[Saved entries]
§
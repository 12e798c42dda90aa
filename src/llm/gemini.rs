//! Google Gemini completion provider.
//!
//! Calls the Generative Language API:
//! ```text
//! POST {base_url}/v1beta/models/{model}:generateContent
//! ```
//!
//! See: https://ai.google.dev/api/generate-content

use anyhow::{Context, Result};
use async_trait::async_trait;
use serde::{Deserialize, Serialize};
use tracing::{debug, info};

use super::{http_client, CompletionProvider};
use crate::config::LlmConfig;

const DEFAULT_BASE_URL: &str = "https://generativelanguage.googleapis.com";

#[derive(Serialize)]
#[serde(rename_all = "camelCase")]
struct GenerateRequest<'a> {
    system_instruction: Content<'a>,
    contents: Vec<Content<'a>>,
    generation_config: GenerationConfig,
}

#[derive(Serialize)]
struct Content<'a> {
    #[serde(skip_serializing_if = "Option::is_none")]
    role: Option<&'a str>,
    parts: Vec<Part<'a>>,
}

#[derive(Serialize)]
struct Part<'a> {
    text: &'a str,
}

#[derive(Serialize)]
struct GenerationConfig {
    temperature: f32,
}

#[derive(Deserialize)]
struct GenerateResponse {
    #[serde(default)]
    candidates: Vec<Candidate>,
}

#[derive(Deserialize)]
struct Candidate {
    content: Option<CandidateContent>,
}

#[derive(Deserialize)]
struct CandidateContent {
    #[serde(default)]
    parts: Vec<CandidatePart>,
}

#[derive(Deserialize)]
struct CandidatePart {
    #[serde(default)]
    text: String,
}

/// Gemini `generateContent` provider
pub struct GeminiProvider {
    client: reqwest::Client,
    endpoint: String,
    api_key: String,
    temperature: f32,
}

impl GeminiProvider {
    pub fn new(config: &LlmConfig, api_key: String) -> Result<Self> {
        let base = config
            .base_url
            .as_deref()
            .unwrap_or(DEFAULT_BASE_URL)
            .trim_end_matches('/');
        Ok(Self {
            client: http_client(config)?,
            endpoint: format!("{base}/v1beta/models/{}:generateContent", config.model),
            api_key,
            temperature: config.temperature,
        })
    }
}

fn request_body<'a>(system: &'a str, human: &'a str, temperature: f32) -> GenerateRequest<'a> {
    GenerateRequest {
        system_instruction: Content {
            role: None,
            parts: vec![Part { text: system }],
        },
        contents: vec![Content {
            role: Some("user"),
            parts: vec![Part { text: human }],
        }],
        generation_config: GenerationConfig { temperature },
    }
}

fn response_text(body: &str) -> Result<String> {
    let parsed: GenerateResponse =
        serde_json::from_str(body).with_context(|| format!("Failed to parse Gemini response:\n{body}"))?;

    let text: String = parsed
        .candidates
        .into_iter()
        .next()
        .and_then(|c| c.content)
        .map(|c| c.parts.into_iter().map(|p| p.text).collect())
        .unwrap_or_default();

    if text.is_empty() {
        anyhow::bail!("Gemini returned no text:\n{body}");
    }
    Ok(text)
}

#[async_trait]
impl CompletionProvider for GeminiProvider {
    fn name(&self) -> &'static str {
        "Gemini"
    }

    async fn complete(&self, system: &str, human: &str) -> Result<String> {
        debug!("Gemini request to {}", self.endpoint);

        let response = self
            .client
            .post(&self.endpoint)
            .header("x-goog-api-key", &self.api_key)
            .json(&request_body(system, human, self.temperature))
            .send()
            .await
            .context("Gemini request failed")?;

        let status = response.status();
        let body = response.text().await.context("Failed to read Gemini response")?;

        if !status.is_success() {
            anyhow::bail!("Gemini API returned {status}: {body}");
        }

        let text = response_text(&body)?;
        info!("Gemini completion received");
        debug!("Output length: {} bytes", text.len());
        Ok(text)
    }
}
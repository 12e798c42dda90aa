//! crucible: generate, test and repair code in disposable Docker sandboxes.

use anyhow::{Context, Result};
use clap::{Parser, Subcommand};
use std::path::{Path, PathBuf};
use tracing_appender::non_blocking::WorkerGuard;
use tracing_subscriber::{fmt, prelude::*, EnvFilter};

mod commands;
mod config;
mod extract;
mod files;
mod heal;
mod llm;
mod profile;
mod report;
mod sandbox;
mod session;
mod templates;

#[derive(Parser)]
#[command(name = "crucible")]
#[command(
    author,
    version,
    about = "Self-healing sandbox loops - generate, test and repair code in disposable containers"
)]
#[command(propagate_version = true)]
struct Cli {
    #[command(subcommand)]
    command: Commands,

    /// Enable verbose logging
    #[arg(short, long, global = true)]
    verbose: bool,

    /// Also write JSON logs to this file
    #[arg(long, global = true, value_name = "PATH")]
    log_file: Option<PathBuf>,
}

#[derive(Subcommand)]
enum Commands {
    /// Run a task in a fresh sandbox until its tests pass or attempts run out
    Run {
        /// Task description (e.g. "Create a Flask hello world with a pytest test")
        task: Option<String>,

        /// Read the task description from a file
        #[arg(short = 'f', long, conflicts_with = "task")]
        task_file: Option<PathBuf>,

        /// LLM provider: gemini or openai (overrides config)
        #[arg(short, long)]
        provider: Option<String>,

        /// Write the final file tree to this file instead of stdout
        #[arg(short, long)]
        output: Option<PathBuf>,

        /// Write a JSON session report to this file
        #[arg(short, long)]
        report: Option<PathBuf>,
    },

    /// Show the language profile a task resolves to
    Profile {
        /// Task description
        task: String,
    },

    /// Write a default crucible.toml in the current directory
    Init {
        /// Force overwrite existing files
        #[arg(short, long)]
        force: bool,
    },
}

#[tokio::main]
async fn main() -> Result<()> {
    let cli = Cli::parse();
    let _guard = init_logging(cli.verbose, cli.log_file.as_deref())?;

    match cli.command {
        Commands::Run {
            task,
            task_file,
            provider,
            output,
            report,
        } => {
            commands::run::run(commands::run::RunOptions {
                task,
                task_file,
                provider,
                output,
                report,
            })
            .await?;
        }
        Commands::Profile { task } => {
            commands::profile::run(&task)?;
        }
        Commands::Init { force } => {
            commands::init::run(force)?;
        }
    }

    Ok(())
}

/// Sets up terminal logging and the optional JSON log file.
///
/// The returned guard flushes the file writer and must live until exit.
fn init_logging(verbose: bool, log_file: Option<&Path>) -> Result<Option<WorkerGuard>> {
    let level = if verbose { "crucible=debug" } else { "crucible=info" };

    let (file_layer, guard) = match log_file {
        Some(path) => {
            let dir = path
                .parent()
                .filter(|p| !p.as_os_str().is_empty())
                .unwrap_or_else(|| Path::new("."));
            let name = path
                .file_name()
                .with_context(|| format!("Invalid log file path: {}", path.display()))?;
            std::fs::create_dir_all(dir)
                .with_context(|| format!("Failed to create log directory: {}", dir.display()))?;

            let appender = tracing_appender::rolling::never(dir, name);
            let (writer, guard) = tracing_appender::non_blocking(appender);
            let layer = fmt::layer()
                .json()
                .with_writer(writer)
                .with_filter(EnvFilter::new(level));
            (Some(layer), Some(guard))
        }
        None => (None, None),
    };

    tracing_subscriber::registry()
        .with(
            fmt::layer()
                .with_writer(std::io::stderr)
                .with_filter(EnvFilter::new(level)),
        )
        .with(file_layer)
        .init();

    Ok(guard)
}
§
§ **Problem requirements**:
Every record above belongs in the answer, reproduced exactly.

§ **Your solution**:
repository 12e798c42dda90aa
filename src/llm/gemini.rs
//! Google Gemini completion provider.
//!
//! Calls the Generative Language API:
//! ```text
//! POST {base_url}/v1beta/models/{model}:generateContent
//! ```
//!
//! See: https://ai.google.dev/api/generate-content

use anyhow::{Context, Result};
use async_trait::async_trait;
use serde::{Deserialize, Serialize};
use tracing::{debug, info};

use super::{http_client, CompletionProvider};
use crate::config::LlmConfig;

const DEFAULT_BASE_URL: &str = "https://generativelanguage.googleapis.com";

#[derive(Serialize)]
#[serde(rename_all = "camelCase")]
struct GenerateRequest<'a> {
    system_instruction: Content<'a>,
    contents: Vec<Content<'a>>,
    generation_config: GenerationConfig,
}

#[derive(Serialize)]
struct Content<'a> {
    #[serde(skip_serializing_if = "Option::is_none")]
    role: Option<&'a str>,
    parts: Vec<Part<'a>>,
}

#[derive(Serialize)]
struct Part<'a> {
    text: &'a str,
}

#[derive(Serialize)]
struct GenerationConfig {
    temperature: f32,
}

#[derive(Deserialize)]
struct GenerateResponse {
    #[serde(default)]
    candidates: Vec<Candidate>,
}

#[derive(Deserialize)]
struct Candidate {
    content: Option<CandidateContent>,
}

#[derive(Deserialize)]
struct CandidateContent {
    #[serde(default)]
    parts: Vec<CandidatePart>,
}

#[derive(Deserialize)]
struct CandidatePart {
    #[serde(default)]
    text: String,
}

/// Gemini `generateContent` provider
pub struct GeminiProvider {
    client: reqwest::Client,
    endpoint: String,
    api_key: String,
    temperature: f32,
}

impl GeminiProvider {
    pub fn new(config: &LlmConfig, api_key: String) -> Result<Self> {
        let base = config
            .base_url
            .as_deref()
            .unwrap_or(DEFAULT_BASE_URL)
            .trim_end_matches('/');
        Ok(Self {
            client: http_client(config)?,
            endpoint: format!("{base}/v1beta/models/{}:generateContent", config.model),
            api_key,
            temperature: config.temperature,
        })
    }
}

fn request_body<'a>(system: &'a str, human: &'a str, temperature: f32) -> GenerateRequest<'a> {
    GenerateRequest {
        system_instruction: Content {
            role: None,
            parts: vec![Part { text: system }],
        },
        contents: vec![Content {
            role: Some("user"),
            parts: vec![Part { text: human }],
        }],
        generation_config: GenerationConfig { temperature },
    }
}

fn response_text(body: &str) -> Result<String> {
    let parsed: GenerateResponse =
        serde_json::from_str(body).with_context(|| format!("Failed to parse Gemini response:\n{body}"))?;

    let text: String = parsed
        .candidates
        .into_iter()
        .next()
        .and_then(|c| c.content)
        .map(|c| c.parts.into_iter().map(|p| p.text).collect())
        .unwrap_or_default();

    if text.is_empty() {
        anyhow::bail!("Gemini returned no text:\n{body}");
    }
    Ok(text)
}

#[async_trait]
impl CompletionProvider for GeminiProvider {
    fn name(&self) -> &'static str {
        "Gemini"
    }

    async fn complete(&self, system: &str, human: &str) -> Result<String> {
        debug!("Gemini request to {}", self.endpoint);

        let response = self
            .client
            .post(&self.endpoint)
            .header("x-goog-api-key", &self.api_key)
            .json(&request_body(system, human, self.temperature))
            .send()
            .await
            .context("Gemini request failed")?;

        let status = response.status();
        let body = response.text().await.context("Failed to read Gemini response")?;

        if !status.is_success() {
            anyhow::bail!("Gemini API returned {status}: {body}");
        }

        let text = response_text(&body)?;
        info!("Gemini completion received");
        debug!("Output length: {} bytes", text.len());
        Ok(text)
    }
}
repository 12e798c42dda90aa
//! crucible: generate, test and repair code in disposable Docker sandboxes.

use anyhow::{Context, Result};
use clap::{Parser, Subcommand};
use std::path::{Path, PathBuf};
use tracing_appender::non_blocking::WorkerGuard;
use tracing_subscriber::{fmt, prelude::*, EnvFilter};

mod commands;
mod config;
mod extract;
mod files;
mod heal;
mod llm;
mod profile;
mod report;
mod sandbox;
mod session;
mod templates;

#[derive(Parser)]
#[command(name = "crucible")]
#[command(
    author,
    version,
    about = "Self-healing sandbox loops - generate, test and repair code in disposable containers"
)]
#[command(propagate_version = true)]
struct Cli {
    #[command(subcommand)]
    command: Commands,

    /// Enable verbose logging
    #[arg(short, long, global = true)]
    verbose: bool,

    /// Also write JSON logs to this file
    #[arg(long, global = true, value_name = "PATH")]
    log_file: Option<PathBuf>,
}

#[derive(Subcommand)]
enum Commands {
    /// Run a task in a fresh sandbox until its tests pass or attempts run out
    Run {
        /// Task description (e.g. "Create a Flask hello world with a pytest test")
        task: Option<String>,

        /// Read the task description from a file
        #[arg(short = 'f', long, conflicts_with = "task")]
        task_file: Option<PathBuf>,

        /// LLM provider: gemini or openai (overrides config)
        #[arg(short, long)]
        provider: Option<String>,

        /// Write the final file tree to this file instead of stdout
        #[arg(short, long)]
        output: Option<PathBuf>,

        /// Write a JSON session report to this file
        #[arg(short, long)]
        report: Option<PathBuf>,
    },

    /// Show the language profile a task resolves to
    Profile {
        /// Task description
        task: String,
    },

    /// Write a default crucible.toml in the current directory
    Init {
        /// Force overwrite existing files
        #[arg(short, long)]
        force: bool,
    },
}

#[tokio::main]
async fn main() -> Result<()> {
    let cli = Cli::parse();
    let _guard = init_logging(cli.verbose, cli.log_file.as_deref())?;

    match cli.command {
        Commands::Run {
            task,
            task_file,
            provider,
            output,
            report,
        } => {
            commands::run::run(commands::run::RunOptions {
                task,
                task_file,
                provider,
                output,
                report,
            })
            .await?;
        }
        Commands::Profile { task } => {
            commands::profile::run(&task)?;
        }
        Commands::Init { force } => {
            commands::init::run(force)?;
        }
    }

    Ok(())
}

/// Sets up terminal logging and the optional JSON log file.
///
/// The returned guard flushes the file writer and must live until exit.
fn init_logging(verbose: bool, log_file: Option<&Path>) -> Result<Option<WorkerGuard>> {
    let level = if verbose { "crucible=debug" } else { "crucible=info" };

    let (file_layer, guard) = match log_file {
        Some(path) => {
            let dir = path
                .parent()
                .filter(|p| !p.as_os_str().is_empty())
                .unwrap_or_else(|| Path::new("."));
            let name = path
                .file_name()
                .with_context(|| format!("Invalid log file path: {}", path.display()))?;
            std::fs::create_dir_all(dir)
                .with_context(|| format!("Failed to create log directory: {}", dir.display()))?;

            let appender = tracing_appender::rolling::never(dir, name);
            let (writer, guard) = tracing_appender::non_blocking(appender);
            let layer = fmt::layer()
                .json()
                .with_writer(writer)
                .with_filter(EnvFilter::new(level));
            (Some(layer), Some(guard))
        }
        None => (None, None),
    };

    tracing_subscriber::registry()
        .with(
            fmt::layer()
                .with_writer(std::io::stderr)
                .with_filter(EnvFilter::new(level)),
        )
        .with(file_layer)
        .init();

    Ok(guard)
}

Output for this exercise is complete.